PROBLEM REQUIREMENTS: Find the string "Deserialize" in the material. Copy every line that has it.

● ● ● ● ● ● ●

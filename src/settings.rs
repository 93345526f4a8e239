//! Player settings and preferences
//!
//! Persisted separately from the leaderboards.

use serde::{Deserialize, Serialize};

use crate::games::GameKind;
use crate::persistence::{KeyValueStore, load_json, save_json};

/// Game settings/preferences
#[derive(Debug, Clone, PartialEq, Serialize, Deserialize)]
#[serde(default)]
pub struct Settings {
    // === Visual Effects ===
    /// Screen shake on crashes and misses
    pub screen_shake: bool,

    // === HUD ===
    pub show_fps: bool,

    // === Audio ===
    /// Master volume (0.0 - 1.0)
    pub master_volume: f32,
    /// Sound effects volume (0.0 - 1.0)
    pub sfx_volume: f32,
    pub muted: bool,
    /// Pause and silence when the tab loses focus
    pub mute_on_blur: bool,

    // === Accessibility ===
    /// Reduced motion (no shake, fewer flashes)
    pub reduced_motion: bool,

    /// Game opened last, preselected on the menu
    pub last_game: Option<GameKind>,
}

impl Default for Settings {
    fn default() -> Self {
        Self {
            screen_shake: true,
            show_fps: false,
            master_volume: 0.8,
            sfx_volume: 1.0,
            muted: false,
            mute_on_blur: true,
            reduced_motion: false,
            last_game: None,
        }
    }
}

impl Settings {
    const STORAGE_KEY: &'static str = "patopo_settings";

    /// Effective screen shake (respects reduced_motion)
    pub fn effective_screen_shake(&self) -> bool {
        self.screen_shake && !self.reduced_motion
    }

    /// Volume the audio manager should play at
    pub fn effective_volume(&self) -> f32 {
        if self.muted {
            0.0
        } else {
            (self.master_volume * self.sfx_volume).clamp(0.0, 1.0)
        }
    }

    /// Clamp anything a hand-edited store could have broken
    pub fn sanitized(mut self) -> Self {
        self.master_volume = self.master_volume.clamp(0.0, 1.0);
        self.sfx_volume = self.sfx_volume.clamp(0.0, 1.0);
        self
    }

    pub fn load(store: &dyn KeyValueStore) -> Self {
        match load_json::<Settings>(store, Self::STORAGE_KEY) {
            Ok(Some(settings)) => {
                log::info!("Loaded settings");
                settings.sanitized()
            }
            Ok(None) => {
                log::info!("Using default settings");
                Self::default()
            }
            Err(e) => {
                log::warn!("Ignoring stored settings: {}", e);
                Self::default()
            }
        }
    }

    pub fn save(&self, store: &mut dyn KeyValueStore) {
        match save_json(store, Self::STORAGE_KEY, self) {
            Ok(()) => log::info!("Settings saved"),
            Err(e) => log::warn!("Could not save settings: {}", e),
        }
    }
}

#[cfg(test)]
mod tests {
    use super::*;
    use crate::persistence::MemoryStore;

    #[test]
    fn test_reduced_motion_disables_shake() {
        let mut s = Settings::default();
        assert!(s.effective_screen_shake());
        s.reduced_motion = true;
        assert!(!s.effective_screen_shake());
    }

    #[test]
    fn test_mute_silences() {
        let mut s = Settings::default();
        assert!((s.effective_volume() - 0.8).abs() < 1e-6);
        s.muted = true;
        assert_eq!(s.effective_volume(), 0.0);
    }

    #[test]
    fn test_persist_round_trip_keeps_last_game() {
        let mut store = MemoryStore::default();
        let s = Settings {
            last_game: Some(GameKind::Door),
            show_fps: true,
            ..Default::default()
        };
        s.save(&mut store);
        assert_eq!(Settings::load(&store), s);
    }

    #[test]
    fn test_missing_fields_take_defaults() {
        let mut store = MemoryStore::default();
        store
            .set(
                "patopo_settings",
                r#"{"version":1,"data":{"muted":true,"master_volume":4.0}}"#,
            )
            .unwrap();
        let s = Settings::load(&store);
        assert!(s.muted);
        assert_eq!(s.master_volume, 1.0);
        assert!(s.screen_shake);
    }
}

● ● ● ● ● ● ●

SOLUTION FOR THIS TASK:
use serde::{Deserialize, Serialize};
#[derive(Debug, Clone, PartialEq, Serialize, Deserialize)]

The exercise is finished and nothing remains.